29. Klimaschutz: Handlungsfelder der Kommunen
170 Staaten, darunter auch die Bundesrepublik Deutschland, haben 1992 in Rio de Janeiro ein Umwelt-Aktionsprogramm für das 21. Jahrhundert verabschiedet, die Agenda 21.
Sie enthält Handlungsaufträge für alle politischen Ebenen und gesellschaftlichen Gruppen, um zu verhindern, daß die Umwelt-Situation sich weiter verschlechtert.

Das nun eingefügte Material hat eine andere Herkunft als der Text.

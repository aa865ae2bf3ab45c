use super::protocol::*;
use crate::api::FeedbackSink;
use crate::game::Game;

/// Seconds per frame for looping actor sheets (enemies, obstacles).
const ACTOR_FRAME_TIME: f64 = 0.1;
const ACTOR_SHEET_FRAMES: u32 = 8;

fn loop_frame(timer: f64) -> u32 {
    (timer / ACTOR_FRAME_TIME) as u32 % ACTOR_SHEET_FRAMES
}

/// Per-frame HUD plus draw list, rebuilt from a [`Game`] after each tick.
///
/// Instances are emitted back to front: parallax layers, pickups, obstacles
/// with their debris, enemies, the player, the weapon, then projectiles.
pub struct SnapshotBuffer {
    pub hud: [f32; HUD_FLOATS],
    pub instances: Vec<EntityInstance>,
}

impl SnapshotBuffer {
    pub fn new() -> Self {
        Self {
            hud: [0.0; HUD_FLOATS],
            instances: Vec::with_capacity(256),
        }
    }

    pub fn build<F: FeedbackSink>(&mut self, game: &Game<F>) {
        self.write_hud(game);
        self.instances.clear();
        self.push_world(game);
        self.push_actors(game);
        self.push_weapon(game);
    }

    fn write_hud<F: FeedbackSink>(&mut self, game: &Game<F>) {
        let player = game.player();
        let weapons = game.weapons();
        let world = game.world();
        let hud = &mut self.hud;

        hud[HUD_FRAME] = game.clock().frame_count() as f32;
        hud[HUD_HP] = game.hp() as f32;
        hud[HUD_MAX_HP] = game.max_hp() as f32;
        hud[HUD_SCORE] = game.score() as f32;
        hud[HUD_HIGH_SCORE] = game.high_score() as f32;
        hud[HUD_COINS] = game.coins_collected() as f32;
        hud[HUD_AMMO] = weapons.ammo() as f32;
        hud[HUD_MAX_AMMO] = weapons.max_ammo() as f32;
        hud[HUD_RELOAD_PERCENT] = weapons.reload_percent() as f32;
        hud[HUD_DASH_CHARGES] = player.dash_charges as f32;
        hud[HUD_DASH_POWER] = player.dash_power_percent() as f32;
        hud[HUD_COMBO] = game.feedback().combo() as f32;
        hud[HUD_GAME_OVER] = if game.is_game_over() { 1.0 } else { 0.0 };
        hud[HUD_PAUSED] = if game.is_paused() { 1.0 } else { 0.0 };
        hud[HUD_CAMERA_X] = world.camera.camera_x as f32;
        hud[HUD_SCROLL_SPEED] = world.scroll_speed() as f32;
    }

    fn push_world<F: FeedbackSink>(&mut self, game: &Game<F>) {
        let world = game.world();

        for (i, layer) in world.layers().iter().enumerate() {
            let tile = layer.tile_width * layer.scale;
            self.instances.push(
                EntityInstance::new(EntityKind::Layer, -layer.offset(), 0.0, tile, world.height())
                    .variant(i as u32)
                    .extra(layer.scale),
            );
        }

        for coin in world.coins().iter().filter(|c| !c.collected) {
            self.instances.push(
                EntityInstance::new(EntityKind::Coin, coin.pos.x, coin.pos.y, coin.size, coin.size)
                    .rotation(coin.rotation.to_radians()),
            );
        }
        for pack in world.health_packs().iter().filter(|p| !p.collected) {
            self.instances.push(EntityInstance::new(
                EntityKind::HealthPack,
                pack.pos.x,
                pack.pos.y,
                pack.size,
                pack.size,
            ));
        }

        for obstacle in world.obstacles().obstacles().iter().filter(|o| o.active) {
            let mut bits = 0;
            if obstacle.destroying {
                bits |= flags::DESTROYING;
            }
            let alpha = obstacle.destruction_alpha();
            self.instances.push(
                EntityInstance::new(
                    EntityKind::Obstacle,
                    obstacle.pos.x,
                    obstacle.pos.y,
                    obstacle.width,
                    obstacle.height,
                )
                .variant(obstacle.kind.code())
                .frame(loop_frame(obstacle.anim_timer))
                .alpha(alpha)
                .flags(bits),
            );
            for chunk in &obstacle.debris {
                let half = chunk.size * 0.5;
                self.instances.push(
                    EntityInstance::new(
                        EntityKind::Debris,
                        chunk.position.x - half,
                        chunk.position.y - half,
                        chunk.size,
                        chunk.size,
                    )
                    .variant(obstacle.kind.code())
                    .rotation(chunk.rotation)
                    .alpha(alpha),
                );
            }
        }
    }

    fn push_actors<F: FeedbackSink>(&mut self, game: &Game<F>) {
        for enemy in game.enemies().enemies().iter().filter(|e| e.active) {
            let mut bits = 0;
            if enemy.hit_flash > 0.0 {
                bits |= flags::HIT_FLASH;
            }
            if enemy.is_dying() {
                bits |= flags::DYING;
            }
            if enemy.on_ground {
                bits |= flags::ON_GROUND;
            }
            let health = if enemy.max_health > 0 {
                enemy.health as f64 / enemy.max_health as f64
            } else {
                0.0
            };
            self.instances.push(
                EntityInstance::new(EntityKind::Enemy, enemy.pos.x, enemy.pos.y, enemy.width, enemy.height)
                    .variant(enemy.kind.code())
                    .frame(loop_frame(enemy.anim_timer))
                    .facing(enemy.facing)
                    .flags(bits)
                    .extra(health),
            );
        }

        let player = game.player();
        let mut bits = 0;
        if player.is_invincible {
            bits |= flags::INVINCIBLE;
        }
        if player.is_dashing {
            bits |= flags::DASHING;
        }
        if player.on_ground {
            bits |= flags::ON_GROUND;
        }
        self.instances.push(
            EntityInstance::new(EntityKind::Player, player.pos.x, player.pos.y, player.width, player.height)
                .variant(player.animation as u32)
                .frame(player.animation_frame)
                .rotation(player.flip_rotation)
                .facing(player.facing)
                .flags(bits)
                .extra(player.dash_power_percent()),
        );
    }

    fn push_weapon<F: FeedbackSink>(&mut self, game: &Game<F>) {
        let weapons = game.weapons();
        let player = game.player();

        if weapons.is_visible() {
            let barrel = crate::weapons::WeaponSystem::barrel_position(player);
            let mut bits = 0;
            if weapons.muzzle_flash_active() {
                bits |= flags::MUZZLE_FLASH;
            }
            if weapons.is_reloading() {
                bits |= flags::RELOADING;
            }
            self.instances.push(
                EntityInstance::new(EntityKind::Weapon, barrel.x, barrel.y, 0.0, 0.0)
                    .rotation(weapons.aim_angle())
                    .facing(player.facing)
                    .flags(bits)
                    .extra(weapons.recoil()),
            );
        }

        for bullet in weapons.bullets().iter().filter(|b| b.active) {
            self.instances.push(
                EntityInstance::new(EntityKind::Bullet, bullet.pos.x, bullet.pos.y, 0.0, 0.0)
                    .rotation(bullet.dir.y.atan2(bullet.dir.x))
                    .extra(bullet.trail.len() as f64),
            );
        }

        for casing in weapons.casings().iter().filter(|c| c.active) {
            self.instances.push(
                EntityInstance::new(EntityKind::Casing, casing.pos.x, casing.pos.y, 0.0, 0.0)
                    .rotation(casing.rotation)
                    .alpha(casing.alpha()),
            );
        }
    }

    pub fn hud_ptr(&self) -> *const f32 {
        self.hud.as_ptr()
    }

    pub fn instance_count(&self) -> usize {
        self.instances.len()
    }

    /// Raw pointer to instance data for the host to read in place.
    pub fn instances_ptr(&self) -> *const f32 {
        self.instances.as_ptr() as *const f32
    }

    pub fn layout(&self) -> FrameLayout {
        FrameLayout::new(self.instances.len())
    }

    pub fn count_of(&self, kind: EntityKind) -> usize {
        self.instances.iter().filter(|i| i.is(kind)).count()
    }
}

impl Default for SnapshotBuffer {
    fn default() -> Self {
        Self::new()
    }
}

Einige der wirkungsvollsten Handlungsfelder im Rahmen dieses Aktionsprogrammes liegen im kommunalen Einflußbereich. Gerade beim Schutz der Erdatmosphäre sind viele lokale Beiträge zum globalen Klimaschutz denkbar.
30. Globale Partnerschaft für Umwelt und Entwicklung
Gerechte Entwicklungschancen für alle gewährleisten und die natürlichen Lebensgrundlagen auch für kommende Generationen bewahren.
Zentrale Bereiche, bei denen die Auswirkungen sichtbar werden:
- Schutz von Natur und Artenvielfalt
- Nutzung von Energie
- Denken und Wirtschaften in Kreisläufen
- Schutz der menschlichen Gesundheit
im Dreiklang
SOZIALER,
ÖKONOMISCHER und
ÖKOLOGISCHER ZIELE.
31. Initiativen zur Unterstützung der Agenda 21
aus Agenda 21, Kapitel 28
Rio-Konferenz 1992
Initiativen der Kommunen zur Unterstützung der Agenda 21:
" ... die Beteiligung und Mitwirkung der Kommunen (ist) ein entscheidender Faktor bei der Verwirklichung der in der Agenda enthaltenen Ziele.
Kommunen errichten, verwalten und unterhalten die wirtschaftliche, soziale und ökologische Infrastruktur, überwachen den Planungsablauf, entscheiden über die kommunale Umweltpolitik und kommunale Umweltvorschriften und wirken außerdem an der Umsetzung der nationalen und regionalen Umweltpolitik mit.
Als Politik- und Verwaltungsebene, die dem Bürger am Nächsten ist, spielen sie eine entscheidende Rolle bei der Informierung und Sensibilisierung für eine nachhaltige umweltverträgliche Entwicklung."
33. Partnerschaft zur nachhaltigen Gestaltung der eigenen Umwelt
Allgemeine Struktur eines "Lokale Agenda 21 Prozesses" fü einen erfolgreichen Prozessverlauf (Fünf Grundregeln):
- Grundsatzbeschluss des Gemeinde-/Stadtrats herbeiführen.
- Klare Verantwortlichkeiten und Strukturen schaffen.
- Schwerpunkte setzen und sich auf bestimmte Themen konzentrieren.
- Vorhandenes aufgreifen und weiterentwickeln, Bestandsaufnahme machen.
- Ergebnisorientiert arbeiten und sich realistische Arbeitsziele und Zeithorizonte setzen.